We consider the possibility of using an option program to reward employees without a direct financial burden to be a great benefit for employers, which will certainly be an advantage especially for start-ups with growth potential and, conversely, tight cash flow. In addition, in our opinion, the option program will also become a strong competitive advantage over employers who offer only “standard” benefits.

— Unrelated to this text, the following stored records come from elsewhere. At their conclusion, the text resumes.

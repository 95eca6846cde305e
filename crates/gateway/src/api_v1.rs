//! HTTP API v1.
//!
//! Endpoints:
//!
//! - `GET   /v1/retrieval/peek`      — Semantic peek: histogram + snippets
//! - `GET   /v1/retrieval/turn/{id}` — Hydrate one turn to full content
//! - `POST  /v1/chat`                — Send a message, get an SSE stream
//! - `GET   /v1/sessions`            — List sessions
//! - `POST  /v1/sessions`            — Create a session
//! - `GET   /v1/sessions/{id}`       — Get a session with history
//! - `PATCH /v1/sessions/{id}`       — Rename / pin / archive a session

use axum::{
    extract::{Path, Query, State},
    http::StatusCode,
    response::sse::{Event as SseEvent, Sse},
    response::Json,
    routing::{get, patch, post},
    Router,
};
use chrono::{DateTime, Utc};
use serde::{Deserialize, Serialize};
use std::convert::Infallible;
use std::sync::Arc;
use tokio_stream::wrappers::ReceiverStream;
use tokio_stream::StreamExt;
use tracing::info;

use hindsight_agent::Orchestrator;
use hindsight_core::{
    ConversationId, Error, HydratedTurn, LedgerError, PeekResult, SessionDetail, SessionId,
    SessionLedger, SessionPatch, SessionSummary, TurnId,
};
use hindsight_retrieval::peek::PeekParams;
use hindsight_retrieval::{PeekEngine, TurnHydrator};

// ── State ─────────────────────────────────────────────────────────────────

/// Shared state for the v1 API.
pub struct ApiState {
    pub peek: Arc<PeekEngine>,
    pub hydrator: Arc<TurnHydrator>,
    pub orchestrator: Arc<Orchestrator>,
    pub ledger: Arc<dyn SessionLedger>,
}

pub type SharedApiState = Arc<ApiState>;

// ── Router ────────────────────────────────────────────────────────────────

/// Build the v1 API router. Nest this under "/v1" in the main router.
pub fn v1_router(state: SharedApiState) -> Router {
    Router::new()
        .route("/retrieval/peek", get(peek_handler))
        .route("/retrieval/turn/{id}", get(hydrate_handler))
        .route("/chat", post(chat_handler))
        .route("/sessions", get(list_sessions_handler))
        .route("/sessions", post(create_session_handler))
        .route("/sessions/{id}", get(get_session_handler))
        .route("/sessions/{id}", patch(patch_session_handler))
        .with_state(state)
}

// ── Request / Response types ──────────────────────────────────────────────

#[derive(Deserialize)]
struct PeekQuery {
    query: String,
    #[serde(default)]
    top_k: Option<usize>,
    #[serde(default)]
    top_n_snippets: Option<usize>,
    #[serde(default)]
    bin_days: Option<u32>,
    #[serde(default)]
    start_time: Option<DateTime<Utc>>,
    #[serde(default)]
    end_time: Option<DateTime<Utc>>,
    #[serde(default)]
    conversation_id: Option<ConversationId>,
}

#[derive(Deserialize)]
struct ChatBody {
    /// Existing session ID (omit to create a new session).
    #[serde(default)]
    session_id: Option<SessionId>,
    /// The user's message.
    message: String,
}

#[derive(Deserialize)]
struct ArchivedQuery {
    #[serde(default)]
    include_archived: bool,
}

#[derive(Deserialize)]
struct CreateSessionRequest {
    #[serde(default)]
    title: Option<String>,
}

#[derive(Serialize, Deserialize)]
struct CreateSessionResponse {
    id: SessionId,
    conversation_id: ConversationId,
}

#[derive(Serialize, Deserialize)]
struct SessionListResponse {
    sessions: Vec<SessionSummary>,
    count: usize,
}

#[derive(Serialize, Deserialize)]
struct ErrorResponse {
    error: String,
}

type ApiError = (StatusCode, Json<ErrorResponse>);

/// Map a domain error to an HTTP status + JSON body.
fn error_response(e: Error) -> ApiError {
    let status = match &e {
        Error::InvalidArgument(_) | Error::MalformedToolCall(_) => StatusCode::BAD_REQUEST,
        Error::TurnNotFound(_) => StatusCode::NOT_FOUND,
        Error::Ledger(LedgerError::SessionNotFound(_)) => StatusCode::NOT_FOUND,
        Error::Ledger(LedgerError::SessionArchived(_)) => StatusCode::CONFLICT,
        Error::Ledger(LedgerError::EmptyContent(_)) => StatusCode::BAD_REQUEST,
        e if e.is_upstream_unavailable() => StatusCode::BAD_GATEWAY,
        _ => StatusCode::INTERNAL_SERVER_ERROR,
    };
    (
        status,
        Json(ErrorResponse {
            error: e.to_string(),
        }),
    )
}

fn ledger_error(e: LedgerError) -> ApiError {
    error_response(e.into())
}

// ── Retrieval handlers ────────────────────────────────────────────────────

async fn peek_handler(
    State(state): State<SharedApiState>,
    Query(q): Query<PeekQuery>,
) -> Result<Json<PeekResult>, ApiError> {
    let params = PeekParams {
        query: q.query,
        top_k: q.top_k,
        top_n_snippets: q.top_n_snippets,
        bin_days: q.bin_days,
        start_time: q.start_time,
        end_time: q.end_time,
        conversation_id: q.conversation_id,
    };
    let result = state.peek.peek(&params).await.map_err(error_response)?;
    info!(
        total = result.histogram.total,
        matches = result.matches.len(),
        "v1/retrieval/peek"
    );
    Ok(Json(result))
}

async fn hydrate_handler(
    State(state): State<SharedApiState>,
    Path(id): Path<String>,
) -> Result<Json<HydratedTurn>, ApiError> {
    let turn_id = TurnId::parse(&id)
        .map_err(|_| error_response(Error::InvalidArgument(format!("invalid turn id: {id}"))))?;
    let turn = state
        .hydrator
        .hydrate(turn_id)
        .await
        .map_err(error_response)?;
    Ok(Json(turn))
}

// ── Chat (SSE) ────────────────────────────────────────────────────────────

/// `POST /v1/chat` — send a message, receive the orchestration event stream.
async fn chat_handler(
    State(state): State<SharedApiState>,
    Json(payload): Json<ChatBody>,
) -> Result<Sse<impl futures::Stream<Item = Result<SseEvent, Infallible>>>, ApiError> {
    let (session_id, rx) = state
        .orchestrator
        .chat(payload.session_id, payload.message)
        .await
        .map_err(error_response)?;

    info!(session_id = %session_id, "v1/chat SSE stream opened");

    let stream = ReceiverStream::new(rx).map(|event| {
        let name = event.event_type();
        let data = serde_json::to_string(&event).unwrap_or_default();
        Ok(SseEvent::default().event(name).data(data))
    });

    Ok(Sse::new(stream))
}

// ── Session handlers ──────────────────────────────────────────────────────

async fn list_sessions_handler(
    State(state): State<SharedApiState>,
    Query(q): Query<ArchivedQuery>,
) -> Result<Json<SessionListResponse>, ApiError> {
    let sessions = state
        .ledger
        .list_sessions(q.include_archived)
        .await
        .map_err(ledger_error)?;
    let count = sessions.len();
    Ok(Json(SessionListResponse { sessions, count }))
}

async fn create_session_handler(
    State(state): State<SharedApiState>,
    Json(req): Json<CreateSessionRequest>,
) -> Result<(StatusCode, Json<CreateSessionResponse>), ApiError> {
    let (id, conversation_id) = state
        .ledger
        .create_session(req.title)
        .await
        .map_err(ledger_error)?;
    Ok((
        StatusCode::CREATED,
        Json(CreateSessionResponse {
            id,
            conversation_id,
        }),
    ))
}

async fn get_session_handler(
    State(state): State<SharedApiState>,
    Path(id): Path<String>,
    Query(q): Query<ArchivedQuery>,
) -> Result<Json<SessionDetail>, ApiError> {
    let session_id = SessionId::parse(&id)
        .map_err(|_| error_response(Error::InvalidArgument(format!("invalid session id: {id}"))))?;
    let detail = state
        .ledger
        .get_session(session_id, q.include_archived)
        .await
        .map_err(ledger_error)?;
    Ok(Json(detail))
}

async fn patch_session_handler(
    State(state): State<SharedApiState>,
    Path(id): Path<String>,
    Json(patch): Json<SessionPatch>,
) -> Result<Json<SessionDetail>, ApiError> {
    let session_id = SessionId::parse(&id)
        .map_err(|_| error_response(Error::InvalidArgument(format!("invalid session id: {id}"))))?;
    if patch.is_empty() {
        return Err(error_response(Error::InvalidArgument(
            "patch must set at least one of title, pinned, archived".into(),
        )));
    }
    let detail = state
        .ledger
        .patch_session(session_id, patch)
        .await
        .map_err(ledger_error)?;
    Ok(Json(detail))
}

The conditions for ESOP tax benefits are relatively complex, and failure to comply with them has fatal consequences – such income from ESOPs is considered income from dependent activity and is subject to compulsory insurance contributions. At the same time, the new legislation does not create a new substantive legal institution of employee ownership interests/shares, and it will be necessary to draw up precise contractual documentation governing the rights and obligations of ESOP participants and employers.

A major issue will certainly be determining the market value of shares for the proper calculation of tax, where it cannot be ruled out that it will be necessary to have a relevant expert’s opinion prepared.

If you have any questions about the new ESOP and its suitability for your company, we at PEYTON legal are at your disposal.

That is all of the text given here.